EXERCISE REQUIREMENTS: Locate every line in the records below that contains the word "validator", and copy each one.

MATERIAL PROVIDED:
※

use axum::{
    body::Body,
    extract::Request,
    http::{StatusCode, header},
    response::{IntoResponse, Response},
};
use rust_embed::RustEmbed;
use std::{convert::Infallible, future::Future, pin::Pin};
use tower::Service;

#[derive(RustEmbed)]
#[folder = "static/"]
#[prefix = "/"]
struct Assets;

/// Serves files compiled into the binary from `static/`.
#[derive(Default, Clone, Copy)]
pub struct AssetsService;

impl AssetsService {
    pub fn new() -> Self {
        Self
    }
}

fn asset_response(path: &str) -> Response {
    let Some(content) = Assets::get(path) else {
        return (StatusCode::NOT_FOUND, "404 Not Found").into_response();
    };

    let mime = mime_guess::from_path(path).first_or_octet_stream();

    (
        [(header::CONTENT_TYPE, mime.as_ref().to_owned())],
        Body::from(content.data),
    )
        .into_response()
}

impl Service<Request> for AssetsService {
    type Response = Response;
    type Error = Infallible;
    type Future = Pin<Box<dyn Future<Output = Result<Self::Response, Self::Error>> + Send>>;

    fn poll_ready(
        &mut self,
        _cx: &mut std::task::Context<'_>,
    ) -> std::task::Poll<Result<(), Self::Error>> {
        std::task::Poll::Ready(Ok(()))
    }

    fn call(&mut self, req: Request) -> Self::Future {
        let path = req.uri().path().to_owned();

        Box::pin(async move { Ok(asset_response(&path)) })
    }
}
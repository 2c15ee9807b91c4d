use axum::response::IntoResponse;

use crate::content::{SERVICES, ServiceDetail, TAGLINE};
use crate::template::{Template, filters};

#[derive(askama::Template)]
#[template(path = "index.html")]
pub struct IndexTemplate {
    pub tagline: &'static str,
    pub services: &'static [ServiceDetail],
}

pub async fn page(template: Template) -> impl IntoResponse {
    template.render(IndexTemplate {
        tagline: TAGLINE,
        services: &SERVICES,
    })
}
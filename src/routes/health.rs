use axum::{Json, http::StatusCode, response::IntoResponse};
use serde_json::json;

/// GET /health - Liveness probe
pub async fn health() -> impl IntoResponse {
    (StatusCode::OK, Json(json!({"status": "ok"})))
}

#[cfg(test)]
mod tests {
    use super::*;

    #[tokio::test]
    async fn test_health_endpoint() {
        let response = health().await.into_response();
        assert_eq!(response.status(), StatusCode::OK);

        let body = axum::body::to_bytes(response.into_body(), usize::MAX)
            .await
            .unwrap();
        assert_eq!(&body[..], br#"{"status":"ok"}"#);
    }
}
use serde::Serialize;
use validator::{Validate, ValidationErrors};

use crate::Service;

/// Field state of the contact form.
///
/// Text fields are checked with `validator` on submit; the browser gates them too,
/// but the server cannot rely on that.
#[derive(Validate, Default, Clone, Debug, PartialEq, Eq)]
pub struct SubmissionForm {
    #[validate(length(min = 1, max = 100, message = "Please enter your name."))]
    pub name: String,
    #[validate(email(message = "Please enter a valid email address."))]
    pub email: String,
    #[validate(length(max = 100, message = "Company name is too long."))]
    pub company: String,
    #[validate(length(min = 1, max = 5000, message = "Please tell us about your project."))]
    pub message: String,
    services: Vec<Service>,
}

/// Template parameters sent with both emails.
#[derive(Serialize, Clone, Debug, PartialEq, Eq)]
pub struct EmailPayload {
    pub name: String,
    pub email: String,
    pub company: String,
    pub service: String,
    pub message: String,
}

impl SubmissionForm {
    /// Selected services, in the order they were checked.
    pub fn services(&self) -> &[Service] {
        &self.services
    }

    pub fn is_selected(&self, service: &Service) -> bool {
        self.services.contains(service)
    }

    pub fn toggle_service(&mut self, service: Service, checked: bool) {
        if checked {
            if !self.services.contains(&service) {
                self.services.push(service);
            }
        } else {
            self.services.retain(|s| *s != service);
        }
    }

    pub fn service_list(&self) -> String {
        self.services
            .iter()
            .map(|s| s.as_ref())
            .collect::<Vec<_>>()
            .join(", ")
    }

    pub fn payload(&self) -> EmailPayload {
        EmailPayload {
            name: self.name.to_owned(),
            email: self.email.to_owned(),
            company: self.company.to_owned(),
            service: self.service_list(),
            message: self.message.to_owned(),
        }
    }

    /// First failing field message, checked in form order.
    pub fn validation_message(&self) -> Option<String> {
        let errors = self.validate().err()?;

        Some(first_message(&errors))
    }
}

fn first_message(errors: &ValidationErrors) -> String {
    let fields = errors.field_errors();

    ["name", "email", "company", "message"]
        .iter()
        .filter_map(|field| fields.get(*field))
        .flat_map(|errs| errs.iter())
        .find_map(|err| err.message.as_ref().map(|m| m.to_string()))
        .unwrap_or_else(|| errors.to_string())
}

#[cfg(test)]
mod tests {
    use strum::VariantArray;

    use super::*;

    fn filled() -> SubmissionForm {
        SubmissionForm {
            name: "Jane".to_owned(),
            email: "jane@x.com".to_owned(),
            company: String::new(),
            message: "Hi".to_owned(),
            ..Default::default()
        }
    }

    #[test]
    fn test_toggle_keeps_selection_order_without_duplicates() {
        let mut form = filled();
        form.toggle_service(Service::Branding, true);
        form.toggle_service(Service::DigitalMarketing, true);
        form.toggle_service(Service::Branding, true);

        assert_eq!(
            form.services(),
            &[Service::Branding, Service::DigitalMarketing]
        );

        form.toggle_service(Service::Branding, false);
        assert_eq!(form.services(), &[Service::DigitalMarketing]);

        form.toggle_service(Service::ContentCreation, false);
        assert_eq!(form.services(), &[Service::DigitalMarketing]);
    }

    #[test]
    fn test_every_subset_joins_in_selection_order() {
        let options = Service::VARIANTS;

        for mask in 1u32..(1 << options.len()) {
            let mut form = filled();
            // check in reverse so selection order differs from declaration order
            let selected = options
                .iter()
                .enumerate()
                .rev()
                .filter(|(i, _)| mask & (1 << i) != 0)
                .map(|(_, s)| *s)
                .collect::<Vec<_>>();

            for service in &selected {
                form.toggle_service(*service, true);
            }

            let expected = selected
                .iter()
                .map(|s| s.to_string())
                .collect::<Vec<_>>()
                .join(", ");

            assert_eq!(form.payload().service, expected, "mask {mask:#b}");
        }
    }

    #[test]
    fn test_payload_single_service() {
        let mut form = filled();
        form.toggle_service(Service::SeoAnalytics, true);

        let payload = form.payload();
        assert_eq!(payload.service, "SEO & Analytics");
        assert_eq!(payload.name, "Jane");
        assert_eq!(payload.company, "");
    }

    #[test]
    fn test_validation_message_follows_form_order() {
        assert_eq!(filled().validation_message(), None);

        let form = SubmissionForm {
            name: String::new(),
            email: "not-an-email".to_owned(),
            ..filled()
        };
        assert_eq!(
            form.validation_message().as_deref(),
            Some("Please enter your name.")
        );

        let form = SubmissionForm {
            email: "not-an-email".to_owned(),
            ..filled()
        };
        assert_eq!(
            form.validation_message().as_deref(),
            Some("Please enter a valid email address.")
        );
    }
}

※

ANSWER:
use validator::{Validate, ValidationErrors};
/// Text fields are checked with `validator` on submit; the browser gates them too,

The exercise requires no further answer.